Le massage, par ses effets physiologiques, agit sur divers systèmes :
- exécuté de façon centripète il facilite le retour veineux, la
circulation et la résorption de la lymphe au niveau des oedémes
et favorise la diurèse ;
- il active la circulation capillaire et entraîne une vasodilatation ;
- il stimule les terminaisons nerveuses du tissu conjonctif et a
un effet sédatif
- il améliore la récupération musculaire et lève les contractures ;
- il assouplit la peau, ses cicatrices et les indurations fibreuses
cutanées.
Le massage harmonise la respiration, la digestion, le transit intestinal et
a aussi un effet direct sur le schéma corporel, retrouvé chez les
amputés.
Après une amputation, le membre absent continue à existe
psychiquement, alors qu'il n'existe plus physiquement. Il est
nécessaire que le corps se définisse comme forme mobile par
rapport à l'espace qui l'entoure. La façon de reconnaître ses
différentes parties entre elles, constitue le schéma corporel.
Grâce au massage, des stimulations cutanées agréables peuvent occuper
une partie des zones perceptives et réduire l'accès des messages
douloureux (effet de portillon). C'est la raison pour laquelle, multiplier
les stimulations positives, permet de créer un véritable "bain" sensoriel.
Le massage autorise la personne âgée à se relaxer pour ensuite mieux
se dynamiser et ainsi reprendre pouvoir sur sa souffrance.
La relaxation stimule le parasympathique par l'action de
l'hypothalamus : elle abaisse le métabolisme de base, elle
diminue le rythme cardiaque et respiratoire, elle aide à réduire
la peur en agissant sur les tensions et le stress.
Confiance, attention, don de soi font la qualité du massage : masser
pour le plaisir, plaisir du toucher (en sachant que dans notre civilisation
il peut entraîner une certaine méfiance car il n'est souvent utilisé que
comme prémisse sexuelle).
Le toucher, le massage apportent un certain plaisir associé aux
qualités de la présence et sont aptes à susciter un climat de sécurité.
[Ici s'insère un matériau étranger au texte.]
//! Error types for tile construction and the producer-side layer map.
//!
//! Nothing on the draw path returns these; drawing degrades and logs instead.

use std::fmt;

use crate::layer::LayerUid;

#[derive(Debug, Clone, PartialEq, Eq)]
pub enum TerrainError {
    /// Tile coordinates outside the profile's grid at that level of detail.
    InvalidTileKey {
        x: u32,
        y: u32,
        lod: u32,
        tiles_wide: u32,
        tiles_high: u32,
    },

    /// The image unit plus its reserved neighbours exceed the available units.
    TextureUnitOutOfRange {
        image_unit: u32,
        required: u32,
        available: u32,
    },

    /// No image layer with this uid is in the map.
    LayerNotFound(LayerUid),

    /// Move target past the end of the layer list.
    LayerIndexOutOfRange { index: usize, len: usize },
}

impl fmt::Display for TerrainError {
    fn fmt(&self, f: &mut fmt::Formatter<'_>) -> fmt::Result {
        match self {
            Self::InvalidTileKey {
                x,
                y,
                lod,
                tiles_wide,
                tiles_high,
            } => write!(
                f,
                "Tile ({}, {}) at lod {} is outside the {}x{} tile grid",
                x, y, lod, tiles_wide, tiles_high
            ),
            Self::TextureUnitOutOfRange {
                image_unit,
                required,
                available,
            } => write!(
                f,
                "Image unit {} needs {} texture units but only {} are available",
                image_unit, required, available
            ),
            Self::LayerNotFound(uid) => write!(f, "Image layer {} not found", uid),
            Self::LayerIndexOutOfRange { index, len } => {
                write!(f, "Layer index {} out of range for {} layers", index, len)
            }
        }
    }
}

impl std::error::Error for TerrainError {}

pub type TerrainResult<T> = Result<T, TerrainError>;
//! Traits abstracting the per-context GPU state machine.

use std::sync::Arc;

use crate::gpu_types::*;

/// A linked shader program instance.
///
/// Uniform locations belong to this instance. Another program, even one built
/// from the same sources, may place the same uniform elsewhere.
pub trait ShaderProgram: Send + Sync {
    fn id(&self) -> ProgramId;

    /// Location of the active uniform `name`, or `None` when the program
    /// does not use it.
    fn uniform_location(&self, name: &str) -> Option<UniformLocation>;
}

/// The GPU state of one rendering context, as seen by a drawable.
///
/// # Borrow Checking Pattern
///
/// Mutating methods take `&mut self`. A render state is owned by the single
/// thread rendering its context, so drawables receive `&mut dyn RenderState`
/// for the duration of one call and never store it.
///
/// Uploads through a [`UniformLocation`] apply to the program returned by
/// [`RenderState::active_program`] at the time of the call.
pub trait RenderState {
    // Context queries

    fn context_id(&self) -> ContextId;

    /// Stamp of the frame being rendered, if the host provides one.
    fn frame_stamp(&self) -> Option<FrameStamp>;

    /// Program most recently applied on this context.
    fn active_program(&self) -> Option<Arc<dyn ShaderProgram>>;

    /// Whether vertex/index buffer objects are available on this context.
    fn supports_buffer_objects(&self) -> bool;

    // Texture state

    fn set_active_texture_unit(&mut self, unit: u32);

    /// Bind `texture` on the active unit, uploading it first if needed.
    fn apply_texture(&mut self, texture: &GpuTexture);

    /// Free this context's GPU copy of `texture`.
    fn release_texture(&mut self, texture: &GpuTexture);

    // Uniform uploads

    fn uniform_f32(&mut self, location: UniformLocation, value: f32);

    fn uniform_i32(&mut self, location: UniformLocation, value: i32);

    fn uniform_vec4(&mut self, location: UniformLocation, value: [f32; 4]);

    /// Column-major 4x4 matrix.
    fn uniform_mat4(&mut self, location: UniformLocation, value: &[f32; 16]);

    // Buffers and drawing

    fn bind_vertex_buffer(&mut self, attribute: VertexAttribute, buffer: &GpuBuffer);

    /// Upload `buffer` to this context ahead of its first use.
    fn compile_buffer(&mut self, buffer: &GpuBuffer);

    fn release_buffer(&mut self, buffer: &GpuBuffer);

    fn unbind_buffer(&mut self, target: BufferTarget);

    fn draw_elements(&mut self, topology: PrimitiveTopology, indices: &Indices);

    /// Pop the oldest pending GPU error, if any.
    fn take_error(&mut self) -> Option<String>;
}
En effet, chez la personne massée, le sentiment de sécurité se
développe parce qu'elle reçoit de l'extérieur et de l'intérieur, une
preuve affective de son existence pour autrui en tant qu'être
désirable à toucher.
En même temps, par ses réponses, elle donne au soignant une
confirmation : c'est un échange. Le soigné perçoit et ressent une
écoute de tout son être, prend conscience de lui-même et ainsi
se sent concerné, impliqué dans son devenir.
Le massage sensitif que C. Camilli enseigne est un massage
relationnel, un échange dans lequel le corps a la parole : il y a une
affaire d'écoute de soi, des désirs du corps. Il permet une prise de
conscience de sa propre valeur, de vivre avec les autres et non plus
auprès des autres.
J'ai partagé ce sentiment au cours de mon apprentissage au massage sensitif.